Exercise directions: From the line containing "let blogs: Collection<Post>" down to the line containing "use std::sync::Arc;" in the records below, reproduce every line exactly, ends included, and omit all others.

━━ Records provided

use std::fs;
use std::path::{Path, PathBuf};

use spdlog::{info, warn};
use uuid::Uuid;

use crate::error::{FolioError, Result};

pub const PLACEHOLDER_WIDE: &str = "https://placehold.co/800x600";
pub const PLACEHOLDER_CERTIFICATE: &str = "https://placehold.co/600x400";

/// Turns a stored asset path into a URL the browser can load.
pub fn build_asset_url(base_url: &str, path: Option<&str>) -> Option<String> {
    let path = path.map(|p| p.trim()).filter(|p| !p.is_empty())?;

    if path.starts_with("http://") || path.starts_with("https://") {
        return Some(path.to_string());
    }

    Some(format!("{}/{}", base_url.trim_end_matches('/'), path.trim_start_matches('/')))
}

pub fn asset_url_or(base_url: &str, path: Option<&str>, placeholder: &str) -> String {
    build_asset_url(base_url, path).unwrap_or_else(|| placeholder.to_string())
}

#[derive(Debug, Clone, Copy, PartialEq, Eq)]
pub enum AssetKind {
    Thumbnail,
    CertificateImage,
    Cv,
}

impl AssetKind {
    /// Directory under the uploads root, also the first path segment of the stored path.
    pub fn dir_name(&self) -> &'static str {
        match self {
            AssetKind::Thumbnail => "thumbnails",
            AssetKind::CertificateImage => "certifications",
            AssetKind::Cv => "cv",
        }
    }

    /// File extension for an accepted content type.
    pub fn extension_for(&self, content_type: &str) -> Result<&'static str> {
        let mime = content_type.split(';').next().unwrap_or("").trim().to_ascii_lowercase();
        let ext = match self {
            AssetKind::Cv => match mime.as_str() {
                "application/pdf" => Some("pdf"),
                _ => None,
            },
            AssetKind::Thumbnail | AssetKind::CertificateImage => match mime.as_str() {
                "image/png" => Some("png"),
                "image/jpeg" | "image/jpg" => Some("jpg"),
                "image/gif" => Some("gif"),
                "image/webp" => Some("webp"),
                "image/svg+xml" => Some("svg"),
                "image/avif" => Some("avif"),
                _ => None,
            },
        };

        ext.ok_or_else(|| FolioError::UnsupportedMedia(self.rejection(&mime)))
    }

    fn rejection(&self, mime: &str) -> String {
        match self {
            AssetKind::Cv => "Only PDF files are allowed".to_string(),
            _ => format!("Only image files are allowed (got {})", if mime.is_empty() { "nothing" } else { mime }),
        }
    }
}

/// Writes an uploaded file and returns its stored path, relative to the uploads root.
pub fn save_upload(uploads_dir: &Path, kind: AssetKind, content_type: &str, bytes: &[u8]) -> Result<String> {
    let ext = kind.extension_for(content_type)?;
    if bytes.is_empty() {
        return Err(FolioError::UnsupportedMedia("Uploaded file is empty".to_string()));
    }
    if kind == AssetKind::Cv && !bytes.starts_with(b"%PDF") {
        return Err(FolioError::UnsupportedMedia("Only PDF files are allowed".to_string()));
    }

    let dir = uploads_dir.join(kind.dir_name());
    fs::create_dir_all(&dir)?;

    let file_name = format!("{}.{}", Uuid::new_v4(), ext);
    fs::write(dir.join(&file_name), bytes)?;

    let stored = format!("{}/{}", kind.dir_name(), file_name);
    info!("Stored upload {} ({} bytes)", stored, bytes.len());
    Ok(stored)
}

/// Removes a replaced upload. Failing to do so only leaves a stray file behind.
pub fn remove_upload(uploads_dir: &Path, stored: &str) {
    let Some(path) = resolve_upload(uploads_dir, stored) else {
        return;
    };
    if let Err(e) = fs::remove_file(&path) {
        warn!("Could not remove old upload {}: {}", path.display(), e);
    }
}

/// Maps a stored path back onto disk, refusing anything that climbs out of the uploads root.
pub fn resolve_upload(uploads_dir: &Path, stored: &str) -> Option<PathBuf> {
    if stored.starts_with("http://") || stored.starts_with("https://") {
        return None;
    }
    let relative = Path::new(stored.trim_start_matches('/'));
    let climbs = relative.components().any(|c| !matches!(c, std::path::Component::Normal(_)));
    if climbs || relative.as_os_str().is_empty() {
        return None;
    }
    Some(uploads_dir.join(relative))
}

#[cfg(test)]
mod tests {
    use super::*;

    #[test]
    fn test_build_asset_url() {
        assert_eq!(build_asset_url("/uploads", None), None);
        assert_eq!(build_asset_url("/uploads", Some("  ")), None);
        assert_eq!(build_asset_url("/uploads/", Some("/thumbnails/a.png")), Some("/uploads/thumbnails/a.png".to_string()));
        assert_eq!(build_asset_url("https://cdn.x", Some("cv/a.pdf")), Some("https://cdn.x/cv/a.pdf".to_string()));
        assert_eq!(build_asset_url("/uploads", Some("https://img.x/b.png")), Some("https://img.x/b.png".to_string()));
        assert_eq!(asset_url_or("/uploads", None, PLACEHOLDER_WIDE), PLACEHOLDER_WIDE);
    }

    #[test]
    fn test_extension_for() {
        assert_eq!(AssetKind::Thumbnail.extension_for("image/png").unwrap(), "png");
        assert_eq!(AssetKind::CertificateImage.extension_for("IMAGE/JPEG; charset=binary").unwrap(), "jpg");
        assert_eq!(AssetKind::Cv.extension_for("application/pdf").unwrap(), "pdf");

        let err = AssetKind::Cv.extension_for("image/png").err().unwrap();
        assert_eq!(err.to_string(), "Unsupported media type: Only PDF files are allowed");
        assert!(AssetKind::Thumbnail.extension_for("application/pdf").is_err());
    }

    #[test]
    fn test_save_and_remove_upload() {
        let dir = tempfile::tempdir().unwrap();
        let stored = save_upload(dir.path(), AssetKind::Cv, "application/pdf", b"%PDF-1.7 data").unwrap();
        assert!(stored.starts_with("cv/") && stored.ends_with(".pdf"));

        let path = resolve_upload(dir.path(), &stored).unwrap();
        assert_eq!(fs::read(&path).unwrap(), b"%PDF-1.7 data");

        remove_upload(dir.path(), &stored);
        assert!(!path.exists());
    }

    #[test]
    fn test_save_upload_rejects_bad_content() {
        let dir = tempfile::tempdir().unwrap();
        assert!(save_upload(dir.path(), AssetKind::Cv, "application/pdf", b"not a pdf").is_err());
        assert!(save_upload(dir.path(), AssetKind::Thumbnail, "image/png", b"").is_err());
        assert!(save_upload(dir.path(), AssetKind::Thumbnail, "text/html", b"<html>").is_err());
    }

    #[test]
    fn test_resolve_upload() {
        let root = Path::new("/srv/uploads");
        assert_eq!(resolve_upload(root, "thumbnails/a.png"), Some(PathBuf::from("/srv/uploads/thumbnails/a.png")));
        assert_eq!(resolve_upload(root, "../etc/passwd"), None);
        assert_eq!(resolve_upload(root, "cv/../../x"), None);
        assert_eq!(resolve_upload(root, ""), None);
        assert_eq!(resolve_upload(root, "https://x/y.png"), None);
    }
}
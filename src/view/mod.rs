//! Page renderers on top of ramhorns templates.
//!
//! Renderers fill one page body each; [`layout_renderer`] wraps that body in
//! the site chrome. Templates are read from the configured template dir on
//! every request, so edits show up without a restart.

use std::fs;
use std::path::Path;

use ramhorns::Template;

use crate::error::{FolioError, Result};

pub mod admin_renderer;
pub mod certification_renderer;
pub mod contact_renderer;
pub mod cv_renderer;
pub mod home_renderer;
pub mod layout_renderer;
pub mod list_renderer;
pub mod message_renderer;
pub mod post_renderer;
pub mod project_renderer;

pub fn read_template(template_dir: &Path, file_name: &str) -> Result<String> {
    let path = template_dir.join(file_name);
    fs::read_to_string(&path)
        .map_err(|e| FolioError::Template(format!("Error reading {}: {}", path.display(), e)))
}

pub(crate) fn parse_template<'a>(name: &str, src: &'a str) -> Result<Template<'a>> {
    Template::new(src)
        .map_err(|e| FolioError::Template(format!("Error parsing {} template: {}", name, e)))
}

#[derive(ramhorns::Content)]
pub(crate) struct ViewTag<'a> {
    tag: &'a str,
}

impl<'a> ViewTag<'a> {
    pub(crate) fn list(tags: &'a [String]) -> Vec<ViewTag<'a>> {
        tags.iter().map(|t| ViewTag { tag: t.as_str() }).collect()
    }
}

#[derive(ramhorns::Content)]
pub(crate) struct ViewLink<'a> {
    label: &'a str,
    url: &'a str,
}

impl<'a> ViewLink<'a> {
    pub(crate) fn list(links: Vec<(&'a str, &'a str)>) -> Vec<ViewLink<'a>> {
        links.into_iter().map(|(label, url)| ViewLink { label, url }).collect()
    }
}

/// Badges for the first `shown` items plus the "+N" text for the rest.
pub(crate) fn badges(items: &[String], shown: usize) -> (Vec<ViewTag<'_>>, String) {
    let visible = ViewTag::list(&items[..items.len().min(shown)]);
    let more = if items.len() > shown {
        format!("+{}", items.len() - shown)
    } else {
        String::new()
    };
    (visible, more)
}
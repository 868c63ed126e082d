use lazy_static::lazy_static;
use regex::Regex;

use crate::markup::{ContentBlock, VideoPlatform};

pub(super) type Rule = fn(&str) -> Option<ContentBlock>;

/// Evaluated top to bottom, first match wins. Lines matching nothing are paragraphs.
pub(super) const RULES: &[Rule] = &[
    video_embed,
    image_embed,
    heading2,
    heading3,
    list_item,
    blank_line,
];

fn video_embed(line: &str) -> Option<ContentBlock> {
    lazy_static! {
        static ref VIDEO_REGEX: Regex = Regex::new(r"\[video:(?P<platform>youtube|vimeo):(?P<id>[^\]]+)\]").unwrap();
    }

    if !line.starts_with("[video:") {
        return None;
    }

    let cap = VIDEO_REGEX.captures(line)?;
    let platform = VideoPlatform::from_name(cap.name("platform")?.as_str())?;
    let id = cap.name("id")?.as_str().to_string();
    Some(ContentBlock::VideoEmbed { platform, id })
}

fn image_embed(line: &str) -> Option<ContentBlock> {
    lazy_static! {
        static ref IMAGE_REGEX: Regex = Regex::new(r"\[image:(?P<url>[^\]]+)\]").unwrap();
    }

    if !line.starts_with("[image:") {
        return None;
    }

    IMAGE_REGEX.captures(line)
        .and_then(|cap| cap.name("url"))
        .map(|url| ContentBlock::ImageEmbed(url.as_str().to_string()))
}

fn heading2(line: &str) -> Option<ContentBlock> {
    line.strip_prefix("## ").map(|text| ContentBlock::Heading2(text.to_string()))
}

fn heading3(line: &str) -> Option<ContentBlock> {
    line.strip_prefix("### ").map(|text| ContentBlock::Heading3(text.to_string()))
}

fn list_item(line: &str) -> Option<ContentBlock> {
    line.strip_prefix("- ").map(|text| ContentBlock::ListItem(text.to_string()))
}

fn blank_line(line: &str) -> Option<ContentBlock> {
    // A byte order mark counts as whitespace here
    if line.trim_matches(|c: char| c.is_whitespace() || c == '\u{feff}').is_empty() {
        Some(ContentBlock::BlankLine)
    } else {
        None
    }
}

#[cfg(test)]
mod tests {
    use super::*;

    #[test]
    fn test_video_wins_over_other_prefixes() {
        // Precedence only matters for lines several rules could claim.
        let res = video_embed("[video:youtube:## not a heading]");
        assert_eq!(res, Some(ContentBlock::VideoEmbed {
            platform: VideoPlatform::Youtube,
            id: "## not a heading".to_string(),
        }));
    }

    #[test]
    fn test_video_requires_line_prefix() {
        assert_eq!(video_embed("see [video:youtube:abc]"), None);
        assert_eq!(image_embed("see [image:a.png]"), None);
    }

    #[test]
    fn test_heading_rules_do_not_overlap() {
        assert_eq!(heading2("### Sub"), None);
        assert_eq!(heading3("## Title"), None);
    }

    #[test]
    fn test_blank_line() {
        assert_eq!(blank_line(""), Some(ContentBlock::BlankLine));
        assert_eq!(blank_line(" \r"), Some(ContentBlock::BlankLine));
        assert_eq!(blank_line(" x "), None);
    }
}
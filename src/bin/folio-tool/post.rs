use std::path::PathBuf;

use anyhow::{Context, Result};

use folio::model::Post;
use folio::store::{Collection, BLOGS_FILE};
use folio::text_utils::today;

use crate::PostArgs;

fn get_author(args: &PostArgs) -> String {
    if let Some(ref name) = args.author {
        return name.clone();
    }

    let name = whoami::realname();
    if name.is_empty() {
        return whoami::username();
    }
    name
}

fn render_body() -> String {
    [
        "## Introduction",
        "This is a body example. Please remove it and replace with your content.",
        "",
        "### What you can write",
        "- Lines starting with ## or ### are headings",
        "- Lines starting with - are list items",
        "- [video:youtube:VIDEO_ID] embeds a video, [image:URL] an image",
        "",
        "And this is the rest of your post",
    ].join("\n")
}

fn draft_post(title: &str, author: &str) -> Post {
    Post {
        id: 0,
        title: title.to_string(),
        excerpt: format!("A few words about {}", title),
        content: render_body(),
        tags: vec!["draft".to_string()],
        date: today(),
        read_time: "5 min".to_string(),
        author: author.to_string(),
        likes: 0,
        thumbnail_path: None,
    }
}

pub fn post_cmd(args: PostArgs) -> Result<()> {
    let author = get_author(&args);
    let blogs_file = PathBuf::from(&args.data_dir).join(BLOGS_FILE);

    let mut blogs: Collection<Post> = Collection::open(blogs_file.clone())
        .with_context(|| format!("Error opening {}", blogs_file.display()))?;
    let post = blogs.insert(draft_post(&args.title, &author))?;

    println!("Created post {} [{}] by {} in {}", post.id, post.title, post.author, blogs_file.display());
    Ok(())
}

#[cfg(test)]
mod tests {
    use folio::markup::{render, ContentBlock};

    use super::*;

    #[test]
    fn test_draft_body_renders() {
        let post = draft_post("Hello", "Jane");
        let blocks: Vec<_> = render(&post.content).collect();
        assert_eq!(blocks[0], ContentBlock::Heading2("Introduction".to_string()));
        assert!(blocks.iter().any(|b| b.is_list_item()));
        assert_eq!(blocks.len(), post.content.lines().count());
    }

    #[test]
    fn test_post_cmd_appends() {
        let data_dir = tempfile::tempdir().unwrap();
        let args = |title: &str| PostArgs {
            title: title.to_string(),
            author: Some("Jane".to_string()),
            data_dir: data_dir.path().to_string_lossy().to_string(),
        };
        post_cmd(args("First")).unwrap();
        post_cmd(args("Second")).unwrap();

        let blogs: Collection<Post> = Collection::open(data_dir.path().join(BLOGS_FILE)).unwrap();
        let titles: Vec<_> = blogs.all().iter().map(|p| p.title.as_str()).collect();
        assert_eq!(titles, ["First", "Second"]);
        assert_eq!(blogs.all()[1].id, 2);
    }
}
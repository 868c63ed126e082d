use std::sync::Arc;
use std::time::Duration;

use spdlog::sink::{RotatingFileSink, RotationPolicy, StdStream, StdStreamSink};
use spdlog::{Level, LevelFilter, Logger, LoggerBuilder};

use crate::config::{Config, LogLevel};

impl From<LogLevel> for Level {
    fn from(value: LogLevel) -> Self {
        match value {
            LogLevel::Critical => Level::Critical,
            LogLevel::Error => Level::Error,
            LogLevel::Warn => Level::Warn,
            LogLevel::Info => Level::Info,
            LogLevel::Debug => Level::Debug,
            LogLevel::Trace => Level::Trace,
        }
    }
}

fn add_console_sinks(builder: &mut LoggerBuilder) -> spdlog::Result<()> {
    let stdout = Arc::new(StdStreamSink::builder()
        .std_stream(StdStream::Stdout)
        .level_filter(LevelFilter::MoreVerbose(Level::Warn))
        .build()?);

    let stderr = Arc::new(StdStreamSink::builder()
        .std_stream(StdStream::Stderr)
        .level_filter(LevelFilter::MoreSevereEqual(Level::Warn))
        .build()?);

    builder.sink(stdout).sink(stderr);

    Ok(())
}

/// Installs the daily rotating logger. Without a `[log]` section the default console logger stays.
pub fn configure_logger(config: &Config) -> spdlog::Result<()> {
    let Some(ref log) = config.log else {
        return Ok(());
    };

    let mut builder = Logger::builder();

    if let Some(ref location) = log.location {
        let daily_sink = Arc::new(RotatingFileSink::builder()
            .base_path(location)
            .rotation_policy(RotationPolicy::Daily { hour: 0, minute: 0 })
            .max_files(60)
            .rotate_on_open(false)
            .build()?);
        builder.sink(daily_sink);
    }

    if log.log_to_console || log.location.is_none() {
        add_console_sinks(&mut builder)?;
    }

    let logger = Arc::new(builder.build()?);
    logger.set_flush_level_filter(LevelFilter::MoreSevereEqual(Level::Info));
    logger.set_flush_period(Some(Duration::from_secs(2)));
    logger.set_level_filter(LevelFilter::MoreSevereEqual(log.level.into()));

    spdlog::set_default_logger(logger);

    Ok(())
}
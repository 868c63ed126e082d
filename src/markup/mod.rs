use std::fmt;
use std::fmt::Formatter;
use std::str::Split;

mod matchers;

#[derive(Debug, Clone, Copy, PartialEq, Eq)]
pub enum VideoPlatform {
    Youtube,
    Vimeo,
}

impl VideoPlatform {
    pub fn from_name(name: &str) -> Option<VideoPlatform> {
        match name {
            "youtube" => Some(VideoPlatform::Youtube),
            "vimeo" => Some(VideoPlatform::Vimeo),
            _ => None,
        }
    }

    pub fn name(&self) -> &'static str {
        match self {
            VideoPlatform::Youtube => "youtube",
            VideoPlatform::Vimeo => "vimeo",
        }
    }

    pub fn embed_url(&self, id: &str) -> String {
        match self {
            VideoPlatform::Youtube => format!("https://www.youtube.com/embed/{}", id),
            VideoPlatform::Vimeo => format!("https://player.vimeo.com/video/{}", id),
        }
    }

    pub fn player_title(&self) -> &'static str {
        match self {
            VideoPlatform::Youtube => "YouTube video player",
            VideoPlatform::Vimeo => "Vimeo video player",
        }
    }
}

impl fmt::Display for VideoPlatform {
    fn fmt(&self, f: &mut Formatter<'_>) -> fmt::Result {
        write!(f, "{}", self.name())
    }
}

/// One rendered unit of a post body. Every source line produces exactly one block.
#[derive(Debug, Clone, PartialEq, Eq)]
pub enum ContentBlock {
    Heading2(String),
    Heading3(String),
    ListItem(String),
    Paragraph(String),
    BlankLine,
    VideoEmbed { platform: VideoPlatform, id: String },
    ImageEmbed(String),
}

impl ContentBlock {
    /// Text carried by the block, if it has any.
    pub fn text(&self) -> Option<&str> {
        match self {
            ContentBlock::Heading2(text)
            | ContentBlock::Heading3(text)
            | ContentBlock::ListItem(text)
            | ContentBlock::Paragraph(text) => Some(text.as_str()),
            ContentBlock::BlankLine
            | ContentBlock::VideoEmbed { .. }
            | ContentBlock::ImageEmbed(_) => None,
        }
    }

    pub fn is_list_item(&self) -> bool {
        matches!(self, ContentBlock::ListItem(_))
    }
}

/// Lazy sequence of blocks over a post body.
///
/// Clones walk the remaining lines independently. Call [`render`] again to start over.
#[derive(Clone)]
pub struct Blocks<'a> {
    lines: Split<'a, char>,
}

impl Iterator for Blocks<'_> {
    type Item = ContentBlock;

    fn next(&mut self) -> Option<Self::Item> {
        self.lines.next().map(render_line)
    }
}

/// Renders a micro-markup body, one block per `\n`-separated line.
///
/// ```
/// use folio::markup::{render, ContentBlock};
///
/// let blocks: Vec<_> = render("## Title\nplain text").collect();
/// assert_eq!(blocks, vec![
///     ContentBlock::Heading2("Title".to_string()),
///     ContentBlock::Paragraph("plain text".to_string()),
/// ]);
/// ```
pub fn render(content: &str) -> Blocks<'_> {
    Blocks {
        lines: content.split('\n'),
    }
}

pub fn render_line(line: &str) -> ContentBlock {
    matchers::RULES
        .iter()
        .find_map(|rule| rule(line))
        .unwrap_or_else(|| ContentBlock::Paragraph(line.to_string()))
}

━━━━

Response box:
        let blogs: Collection<Post> = Collection::open(data_dir.path().join(BLOGS_FILE)).unwrap();
        let titles: Vec<_> = blogs.all().iter().map(|p| p.title.as_str()).collect();
        assert_eq!(titles, ["First", "Second"]);
        assert_eq!(blogs.all()[1].id, 2);
    }
}
repository 868c63ed126e082d
use std::sync::Arc;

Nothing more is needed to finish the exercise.